MARNIE (Alfred Hitchcock, 1964, USA)

A woman is split in complex personas but underneath she is still the same little girl, crying out for help, desperate for a mother’s love. Alfred Hitchcock’s final masterpiece is an amalgam of PSYCHO psychiatry and VERTIGO semantics, a bloody transfusion of traumatic therapy.

Hitchcock begins the film with a close-up of a yellow bag tucked under the arm of a raven haired woman (seen only from behind), walking a thin red line on a train platform. Our attention is drawn to the bag as Hitchcock cuts again to a close-up of a man screaming ‘Thief!”: an economy of visual language that begins the story of a tortured young lady. Marnie alters identities and skips from job to job, stealing from her employers then disappearing like a ghost, haunted by a troubled past the consumes her future tense. When she begins to work for Mark Rutland, he eventually recognizes her as “Marion” who stole from one of his clients. Mark blackmails Marnie into marrying him and thus begins another journey into the dreaded unknown inner world of the convoluted mindscape: but are his intentions well-meaning or selfish? Or both?

Hitchcock conveys emotional trauma in a few direct ways: the use of a red filter that blossoms onto the screen when Marnie suffers a breakdown, enacted by the color red in a specific setting (red ink like blood, red flowers in her mother’s house, a red polka-dotted shirt, or a red riding jacket); the lightening flashes that totally obliterate her image and burn a ghostly figure into the retina, her identity erased and occluded; the nocturnal tapping (like Poe’s raven) which invites Marnie into the land of nightmare; or the blank stare of total dissociation when she finally allows Mark to penetrate her femininity…which leads to her suicide attempt. Even her suicide is reasoned through and details justified when her husband asks her why she didn’t jump from the ship: “I wanted to die, not feed the fish”. Wonderful line!

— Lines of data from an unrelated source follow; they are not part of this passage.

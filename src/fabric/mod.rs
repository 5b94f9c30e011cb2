
pub mod links;

use std::thread::{self, JoinHandle};

use log::{debug, warn};

/// Spawns a named engine task, applying the configured SCHED_FIFO priority
/// from inside the new thread.  Missing privileges degrade to a warning so
/// file post-processing and tests run unprivileged.
pub fn spawn_task<F, T>(name:&str, priority:i32, realtime:bool, f:F) -> std::io::Result<JoinHandle<T>>
where F: FnOnce() -> T + Send + 'static,
      T: Send + 'static {

	let task_name = name.to_string();
	thread::Builder::new().name(task_name.clone()).spawn(move || {
		if realtime {
			match set_fifo_priority(priority) {
				Ok(())  => debug!("{}: running at SCHED_FIFO priority {}", task_name, priority),
				Err(e)  => warn!("{}: running without SCHED_FIFO priority {}: {}", task_name, priority, e),
			}
		}
		f()
	})
}

#[cfg(target_os = "linux")]
fn set_fifo_priority(priority:i32) -> Result<(), String> {
	unsafe {
		let mut param:libc::sched_param = std::mem::zeroed();
		param.sched_priority = priority;
		if libc::sched_setscheduler(0, libc::SCHED_FIFO, &param) != 0 {
			return Err(std::io::Error::last_os_error().to_string());
		}
	}
	Ok(())
}

#[cfg(not(target_os = "linux"))]
fn set_fifo_priority(_priority:i32) -> Result<(), String> {
	Err("real-time scheduling not supported on this platform".to_string())
}

/// Locks current and future pages so the sample path never takes a major fault
#[cfg(target_os = "linux")]
pub fn lock_all_memory() -> Result<(), String> {
	unsafe {
		if libc::mlockall(libc::MCL_CURRENT | libc::MCL_FUTURE) != 0 {
			return Err(std::io::Error::last_os_error().to_string());
		}
	}
	Ok(())
}

#[cfg(not(target_os = "linux"))]
pub fn lock_all_memory() -> Result<(), String> {
	Err("memory locking not supported on this platform".to_string())
}
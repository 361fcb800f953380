use schemars::JsonSchema;
use serde::{Deserialize, Serialize};

use crate::interaction::clickable::DEFAULT_OUTLINE_THICKNESS;
use crate::motion::orbit::DEFAULT_ORBIT_BOB;
use crate::motion::Axis;
use crate::util::Color;

/// Orbit wrapper parameters.
#[derive(Debug, Clone, Copy, Serialize, Deserialize, PartialEq, JsonSchema)]
#[serde(default)]
pub struct OrbiterOptions {
    /// Point orbited around.
    pub target: [f32; 3],
    /// Orbit radius.
    pub radius: f32,
    /// Angular speed in radians per second.
    pub speed: f32,
    /// Whether to bob vertically.
    pub bob: bool,
    /// Bob amplitude.
    pub bob_amplitude: f32,
}

impl Default for OrbiterOptions {
    fn default() -> Self {
        Self {
            target: [0.0; 3],
            radius: 3.0,
            speed: 0.5,
            bob: false,
            bob_amplitude: DEFAULT_ORBIT_BOB,
        }
    }
}

/// Self-rotation wrapper parameters.
#[derive(Debug, Clone, Copy, Serialize, Deserialize, PartialEq, JsonSchema)]
#[serde(default)]
pub struct RotatorOptions {
    /// Axis to spin about.
    pub axis: Axis,
    /// Radians per second.
    pub speed: f32,
}

impl Default for RotatorOptions {
    fn default() -> Self {
        Self {
            axis: Axis::Y,
            speed: 1.0,
        }
    }
}

/// Point light shown above the object while hovered.
#[derive(Debug, Clone, Copy, Serialize, Deserialize, PartialEq, JsonSchema)]
#[serde(default)]
pub struct HoverLightOptions {
    /// Whether the hover light is mounted.
    pub enabled: bool,
    /// Light color.
    pub color: Color,
    /// Light intensity.
    pub intensity: f32,
    /// Falloff distance.
    pub distance: f32,
    /// Offset from the wrapped subtree's origin.
    pub offset: [f32; 3],
}

impl Default for HoverLightOptions {
    fn default() -> Self {
        Self {
            enabled: false,
            color: Color::WHITE,
            intensity: 18.0,
            distance: 3.0,
            offset: [0.0, 1.0, 0.0],
        }
    }
}

/// Ring of spot lights orbiting the object while hovered.
#[derive(Debug, Clone, Serialize, Deserialize, PartialEq, JsonSchema)]
#[serde(default)]
pub struct OrbitRigOptions {
    /// Whether the rig is mounted.
    pub enabled: bool,
    /// Number of lights.
    pub num_lights: usize,
    /// Orbit radius.
    pub radius: f32,
    /// Light intensity.
    pub intensity: f32,
    /// Base orbit speed; each light scales it by its own factor.
    pub speed: f32,
    /// Colors lights are drawn from.
    pub palette: Vec<Color>,
    /// Spot cone half-angle in radians.
    pub angle: f32,
    /// Spot penumbra.
    pub penumbra: f32,
    /// Attach debug markers to each light.
    pub show_helpers: bool,
    /// Seed for the per-light axes, phases, colors and speeds.
    pub seed: u64,
}

impl Default for OrbitRigOptions {
    fn default() -> Self {
        Self {
            enabled: false,
            num_lights: 6,
            radius: 2.0,
            intensity: 8.0,
            speed: 0.6,
            palette: vec![
                Color::CYAN,
                Color([1.0, 0.4, 1.0]),
                Color([1.0, 0.6, 0.4]),
                Color([0.6, 1.0, 0.4]),
            ],
            angle: 0.4,
            penumbra: 0.6,
            show_helpers: true,
            seed: 0x5EED,
        }
    }
}

#[derive(Debug, Clone, Serialize, Deserialize, PartialEq, JsonSchema)]
#[schemars(title = "Interactive Object", inline)]
#[serde(default)]
/// The clickable, orbiting model with a tooltip.
pub struct InteractiveOptions {
    /// Whether the interactive object is mounted.
    #[schemars(title = "Enabled")]
    pub enabled: bool,
    /// Model asset path.
    #[schemars(skip)]
    pub model: String,
    /// Model scale.
    #[schemars(title = "Model Scale", range(min = 0.1, max = 3.0), extend("step" = 0.05))]
    pub model_scale: f32,
    /// Tooltip text; empty disables the tooltip.
    #[schemars(skip)]
    pub tooltip: String,
    /// URL opened on click; empty means no link.
    #[schemars(skip)]
    pub link: String,
    /// Browsing context for the link.
    #[schemars(skip)]
    pub link_target: String,
    /// Hover outline color.
    #[schemars(skip)]
    pub outline_color: Color,
    /// Hover outline thickness; zero disables the outline.
    #[schemars(title = "Outline", range(min = 0.0, max = 0.1), extend("step" = 0.005))]
    pub outline_thickness: f32,
    /// Orbit wrapper.
    #[schemars(skip)]
    pub orbit: OrbiterOptions,
    /// Rotators, outermost first.
    #[schemars(skip)]
    pub rotators: Vec<RotatorOptions>,
    /// Optional hover light.
    #[schemars(skip)]
    pub hover_light: HoverLightOptions,
    /// Optional orbiting light rig.
    #[schemars(skip)]
    pub orbit_lights: OrbitRigOptions,
}

impl Default for InteractiveOptions {
    fn default() -> Self {
        Self {
            enabled: true,
            model: "/models/rock_1.glb".to_owned(),
            model_scale: 0.8,
            tooltip: "Visit LinkedIn".to_owned(),
            link: "https://www.linkedin.com/in/shaheerulislam/".to_owned(),
            link_target: "_blank".to_owned(),
            outline_color: Color::CYAN,
            outline_thickness: DEFAULT_OUTLINE_THICKNESS,
            orbit: OrbiterOptions {
                speed: 0.3,
                bob: true,
                ..OrbiterOptions::default()
            },
            rotators: vec![
                RotatorOptions {
                    axis: Axis::Z,
                    speed: 1.0,
                },
                RotatorOptions {
                    axis: Axis::X,
                    speed: 1.0,
                },
            ],
            hover_light: HoverLightOptions::default(),
            orbit_lights: OrbitRigOptions::default(),
        }
    }
}

/// Bright disc that eases toward the pointer.
#[derive(Debug, Clone, Copy, Serialize, Deserialize, PartialEq, JsonSchema)]
#[serde(default)]
pub struct MouseCircleOptions {
    /// Whether the circle is mounted.
    pub enabled: bool,
    /// Disc radius.
    pub radius: f32,
    /// Edge segments.
    pub segments: u32,
    /// Fill color.
    pub color: Color,
    /// World-space half extents reached at the viewport edges.
    pub bounds: [f32; 2],
    /// Fraction of the remaining distance covered per frame.
    pub smoothing: f32,
    /// Starting position.
    pub position: [f32; 3],
}

impl Default for MouseCircleOptions {
    fn default() -> Self {
        Self {
            enabled: true,
            radius: 0.8,
            segments: 64,
            color: Color::WHITE,
            bounds: [5.0, 3.0],
            smoothing: 0.05,
            position: [0.0; 3],
        }
    }
}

Unlike Marnie, Mark has let go of his past which is beautifully revealed in his study when a branch crashed through a window and smashes his deceased wife’s remaining icons. In an almost callous way, he picks up a fractured piece and smashes it: “We all have to let go sometime”. A picture on his desk also depicts a ferocious animal which he exclaims pride in training, of making the beast trust him. Mark’s intentions seem both honorable and potentially despicable, and it’s to Sean Connery’s credit that his decidedness is both imperfect and credible. He admits to sexually blackmailing Marnie but his desire is to protect her from those “others” who would not be so kind. His sacrifice is not without payoff, as he beds the beautiful protagonist and holds a patriarchal dominance over her position.

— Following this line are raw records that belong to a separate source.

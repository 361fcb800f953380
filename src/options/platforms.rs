use glam::{EulerRot, Quat, Vec3};
use schemars::JsonSchema;
use serde::{Deserialize, Serialize};

use crate::motion::FloatMotion;
use crate::scene::Transform;

/// A model placed in the scene.
#[derive(Debug, Clone, Serialize, Deserialize, PartialEq, JsonSchema)]
#[serde(default)]
pub struct PlatformOptions {
    /// Model asset path.
    pub path: String,
    /// World position.
    pub position: [f32; 3],
    /// XYZ Euler rotation in radians.
    pub rotation: [f32; 3],
    /// Uniform scale.
    pub scale: f32,
    /// Meshes cast shadows.
    pub cast_shadow: bool,
    /// Meshes receive shadows.
    pub receive_shadow: bool,
}

impl Default for PlatformOptions {
    fn default() -> Self {
        Self {
            path: "/assets/model.glb".to_owned(),
            position: [0.0; 3],
            rotation: [0.0; 3],
            scale: 1.0,
            cast_shadow: true,
            receive_shadow: true,
        }
    }
}

impl PlatformOptions {
    /// Platform at the origin with the given path and scale.
    pub fn at_origin(path: impl Into<String>, scale: f32) -> Self {
        Self {
            path: path.into(),
            scale,
            ..Self::default()
        }
    }

    /// Local transform described by these options.
    #[must_use]
    pub fn transform(&self) -> Transform {
        let [x, y, z] = self.rotation;
        Transform::new()
            .with_position(Vec3::from(self.position))
            .with_rotation(Quat::from_euler(EulerRot::XYZ, x, y, z))
            .with_scale(self.scale)
    }
}

/// A model drifting in place: orbit, bob and spin.
#[derive(Debug, Clone, Serialize, Deserialize, PartialEq, JsonSchema)]
#[serde(default)]
pub struct FloatingPlatformOptions {
    /// Model placement; `position` is the rest position.
    pub platform: PlatformOptions,
    /// Global multiplier on orbit, bob and spin rates.
    pub speed: f32,
    /// Y spin in radians per second.
    pub rotate_speed: f32,
    /// Whether the model bobs.
    pub bob: bool,
    /// Bob direction.
    pub direction: [f32; 3],
    /// Bob amplitude.
    pub bob_intensity: f32,
    /// Whether the model orbits `target`.
    pub orbit: bool,
    /// Orbit center.
    pub target: [f32; 3],
    /// Orbit radius.
    pub orbit_radius: f32,
    /// Orbit speed in radians per second.
    pub orbit_speed: f32,
}

impl Default for FloatingPlatformOptions {
    fn default() -> Self {
        Self {
            platform: PlatformOptions::default(),
            speed: 1.0,
            rotate_speed: 0.5,
            bob: true,
            direction: [0.0, 1.0, 0.0],
            bob_intensity: 0.1,
            orbit: true,
            target: [0.0; 3],
            orbit_radius: 2.0,
            orbit_speed: 0.5,
        }
    }
}

impl FloatingPlatformOptions {
    /// Motion described by these options.
    #[must_use]
    pub fn motion(&self) -> FloatMotion {
        let mut motion = FloatMotion::new(
            Vec3::from(self.platform.position),
            self.rotate_speed,
            self.speed,
        )
        .with_rotation(Vec3::from(self.platform.rotation));
        if self.orbit {
            motion = motion.with_orbit(
                Vec3::from(self.target),
                self.orbit_radius,
                self.orbit_speed,
            );
        }
        if self.bob {
            motion =
                motion.with_bob(Vec3::from(self.direction), self.bob_intensity);
        }
        motion
    }
}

One scene in particular is the crux of the narrative, of the violent need for healing through death, of reliving the victimization of a lost childhood: the runaway chase where Marnie’s only viable emotional attachment, her beloved horse Forio, is injured by her own fault and she demands the incredibly sad task of shooting him, to put her suffering friend out of his misery. It’s very interesting that she never turns the gun on herself, and from this point on she can no longer steal money to buy her mother’s affection. Marnie’s eyes reflect eternal sadness, her pallid visage a mask of anxiety (she almost looks like another person), and she pulls the trigger and whispers her apology. Tippi Hedren’s anxious performance is a tour-de-force and makes the film live, allows the audience to associate with the complex desires of a superficial thief…and her self-destructive impulses.

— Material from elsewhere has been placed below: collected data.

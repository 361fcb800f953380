//! In-memory [`SceneEngine`] that records the node graph instead of
//! drawing it. Used by the binary and the tests.

use std::path::{Path, PathBuf};

use glam::{Mat4, Vec3};
use rustc_hash::FxHashMap;

use super::engine::{
    ModelHandle, NodeDesc, NodeId, NodeKind, Outline, SceneEngine,
    TextureHandle,
};
use super::Transform;
use crate::error::SceneError;
use crate::lighting::LightConfig;
use crate::options::{BloomOptions, CameraOptions};
use crate::util::Color;

/// A node as the headless engine currently holds it.
#[derive(Debug, Clone, PartialEq)]
pub struct EngineNode {
    /// Debug label.
    pub label: String,
    /// Node content (light parameters are kept current).
    pub kind: NodeKind,
    /// Parent node, `None` at the scene root.
    pub parent: Option<NodeId>,
    /// Latest local transform.
    pub transform: Transform,
    /// Outline currently shown, if any.
    pub outline: Option<Outline>,
    /// Shadow casting flag.
    pub cast_shadow: bool,
    /// Shadow receiving flag.
    pub receive_shadow: bool,
}

/// Environment map binding as last set.
#[derive(Debug, Clone, Copy, PartialEq)]
pub struct EnvironmentBinding {
    /// Bound texture.
    pub texture: TextureHandle,
    /// Lighting strength.
    pub intensity: f32,
    /// Whether it is drawn as the background.
    pub background: bool,
}

/// Recording engine.
///
/// Asset loads succeed for any path unless an asset root is set, in which
/// case the path (leading `/` stripped) must name an existing file under
/// the root.
#[derive(Debug, Default)]
pub struct HeadlessEngine {
    nodes: FxHashMap<NodeId, EngineNode>,
    next_node: u32,
    models: FxHashMap<String, ModelHandle>,
    textures: FxHashMap<String, TextureHandle>,
    asset_root: Option<PathBuf>,
    camera: Option<CameraOptions>,
    bloom: Option<BloomOptions>,
    environment: Option<EnvironmentBinding>,
    ambient: Option<(Color, f32)>,
    background: Option<Color>,
    transform_writes: u64,
}

impl HeadlessEngine {
    /// Engine that accepts every asset path.
    #[must_use]
    pub fn new() -> Self {
        Self::default()
    }

    /// Engine that only loads assets present under `root`.
    #[must_use]
    pub fn with_asset_root(root: impl Into<PathBuf>) -> Self {
        Self {
            asset_root: Some(root.into()),
            ..Self::default()
        }
    }

    fn check_asset(&self, path: &str) -> Result<(), SceneError> {
        let Some(root) = &self.asset_root else {
            return Ok(());
        };
        let resolved = root.join(Path::new(path.trim_start_matches('/')));
        if resolved.is_file() {
            Ok(())
        } else {
            Err(SceneError::AssetLoad {
                path: path.to_owned(),
                reason: format!("{} not found", resolved.display()),
            })
        }
    }

    fn node_mut(&mut self, id: NodeId) -> Result<&mut EngineNode, SceneError> {
        self.nodes.get_mut(&id).ok_or(SceneError::UnknownNode(id))
    }

    // ── Inspection ──

    /// Node by id.
    #[must_use]
    pub fn node(&self, id: NodeId) -> Option<&EngineNode> {
        self.nodes.get(&id)
    }

    /// Ids of all nodes with `label`, in attach order.
    #[must_use]
    pub fn nodes_labelled(&self, label: &str) -> Vec<NodeId> {
        let mut ids: Vec<NodeId> = self
            .nodes
            .iter()
            .filter(|(_, node)| node.label == label)
            .map(|(id, _)| *id)
            .collect();
        ids.sort_unstable();
        ids
    }

    /// Direct children of `id`, in attach order.
    #[must_use]
    pub fn children(&self, id: NodeId) -> Vec<NodeId> {
        let mut ids: Vec<NodeId> = self
            .nodes
            .iter()
            .filter(|(_, node)| node.parent == Some(id))
            .map(|(child, _)| *child)
            .collect();
        ids.sort_unstable();
        ids
    }

    /// Number of attached nodes.
    #[must_use]
    pub fn node_count(&self) -> usize {
        self.nodes.len()
    }

    /// Number of light nodes.
    #[must_use]
    pub fn light_count(&self) -> usize {
        self.nodes
            .values()
            .filter(|node| matches!(node.kind, NodeKind::Light(_)))
            .count()
    }

    /// Nodes currently showing an outline.
    #[must_use]
    pub fn outlined(&self) -> Vec<NodeId> {
        let mut ids: Vec<NodeId> = self
            .nodes
            .iter()
            .filter(|(_, node)| node.outline.is_some())
            .map(|(id, _)| *id)
            .collect();
        ids.sort_unstable();
        ids
    }

    /// World matrix of `id`, composing every ancestor's local transform.
    #[must_use]
    pub fn world_matrix(&self, id: NodeId) -> Option<Mat4> {
        let mut node = self.nodes.get(&id)?;
        let mut world = node.transform.matrix();
        while let Some(parent) = node.parent {
            node = self.nodes.get(&parent)?;
            world = node.transform.matrix() * world;
        }
        Some(world)
    }

    /// World-space origin of `id`.
    #[must_use]
    pub fn world_position(&self, id: NodeId) -> Option<Vec3> {
        self.world_matrix(id)
            .map(|m| m.transform_point3(Vec3::ZERO))
    }

    /// Distinct models loaded so far.
    #[must_use]
    pub fn loaded_models(&self) -> usize {
        self.models.len()
    }

    /// Total successful `set_transform` calls.
    #[must_use]
    pub fn transform_writes(&self) -> u64 {
        self.transform_writes
    }

    /// Camera as last configured.
    #[must_use]
    pub fn camera(&self) -> Option<&CameraOptions> {
        self.camera.as_ref()
    }

    /// Bloom as last configured.
    #[must_use]
    pub fn bloom(&self) -> Option<&BloomOptions> {
        self.bloom.as_ref()
    }

    /// Environment binding as last set.
    #[must_use]
    pub fn environment(&self) -> Option<EnvironmentBinding> {
        self.environment
    }

    /// Ambient light color and intensity as last set.
    #[must_use]
    pub fn ambient(&self) -> Option<(Color, f32)> {
        self.ambient
    }

    /// Background clear color as last set.
    #[must_use]
    pub fn background(&self) -> Option<Color> {
        self.background
    }
}

impl SceneEngine for HeadlessEngine {
    fn attach(&mut self, desc: NodeDesc) -> NodeId {
        let id = NodeId(self.next_node);
        self.next_node += 1;
        log::trace!("attach {id} {:?}", desc.label);
        let _ = self.nodes.insert(
            id,
            EngineNode {
                label: desc.label,
                kind: desc.kind,
                parent: desc.parent,
                transform: desc.transform,
                outline: None,
                cast_shadow: desc.cast_shadow,
                receive_shadow: desc.receive_shadow,
            },
        );
        id
    }

    fn detach(&mut self, id: NodeId) {
        if self.nodes.remove(&id).is_none() {
            return;
        }
        let mut doomed = vec![id];
        while let Some(parent) = doomed.pop() {
            let children: Vec<NodeId> = self
                .nodes
                .iter()
                .filter(|(_, node)| node.parent == Some(parent))
                .map(|(child, _)| *child)
                .collect();
            for child in children {
                let _ = self.nodes.remove(&child);
                doomed.push(child);
            }
        }
        log::trace!("detach {id}");
    }

    fn set_transform(
        &mut self,
        id: NodeId,
        transform: &Transform,
    ) -> Result<(), SceneError> {
        self.node_mut(id)?.transform = *transform;
        self.transform_writes += 1;
        Ok(())
    }

    fn set_light(
        &mut self,
        id: NodeId,
        light: &LightConfig,
    ) -> Result<(), SceneError> {
        let node = self.node_mut(id)?;
        if matches!(node.kind, NodeKind::Light(_)) {
            node.kind = NodeKind::Light(*light);
        } else {
            log::warn!("set_light on non-light node {id} ({})", node.label);
        }
        Ok(())
    }

    fn set_outline(
        &mut self,
        id: NodeId,
        outline: Option<Outline>,
    ) -> Result<(), SceneError> {
        self.node_mut(id)?.outline = outline;
        Ok(())
    }

    fn load_model(&mut self, path: &str) -> Result<ModelHandle, SceneError> {
        if let Some(handle) = self.models.get(path) {
            return Ok(*handle);
        }
        self.check_asset(path)?;
        let handle = ModelHandle(u32::try_from(self.models.len()).unwrap_or(u32::MAX));
        let _ = self.models.insert(path.to_owned(), handle);
        log::debug!("loaded model {path}");
        Ok(handle)
    }

    fn load_environment_map(
        &mut self,
        path: &str,
    ) -> Result<TextureHandle, SceneError> {
        if let Some(handle) = self.textures.get(path) {
            return Ok(*handle);
        }
        self.check_asset(path)?;
        let handle =
            TextureHandle(u32::try_from(self.textures.len()).unwrap_or(u32::MAX));
        let _ = self.textures.insert(path.to_owned(), handle);
        log::debug!("loaded environment map {path}");
        Ok(handle)
    }

    fn set_environment(
        &mut self,
        texture: TextureHandle,
        intensity: f32,
        background: bool,
    ) {
        self.environment = Some(EnvironmentBinding {
            texture,
            intensity,
            background,
        });
    }

    fn set_ambient_light(&mut self, color: Color, intensity: f32) {
        self.ambient = Some((color, intensity));
    }

    fn set_background(&mut self, color: Color) {
        self.background = Some(color);
    }

    fn configure_camera(&mut self, camera: &CameraOptions) {
        self.camera = Some(camera.clone());
    }

    fn configure_bloom(&mut self, bloom: &BloomOptions) {
        self.bloom = Some(bloom.clone());
    }
}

Marnie’s demons are exorcised in her childhood home still inhabited by her mother, under the giant shadow of a ship that looms like a phallus over their lives, understood when the flashback occurs. Bernard Herrmann’s score evokes all the right psychological chords, plucking audience attention, reverberating with delirious meaning, spiraling strings echo dark rooms and lamentations. Though Marnie may be on the path to recovery, her mother will always suffer her own aching crippled leg.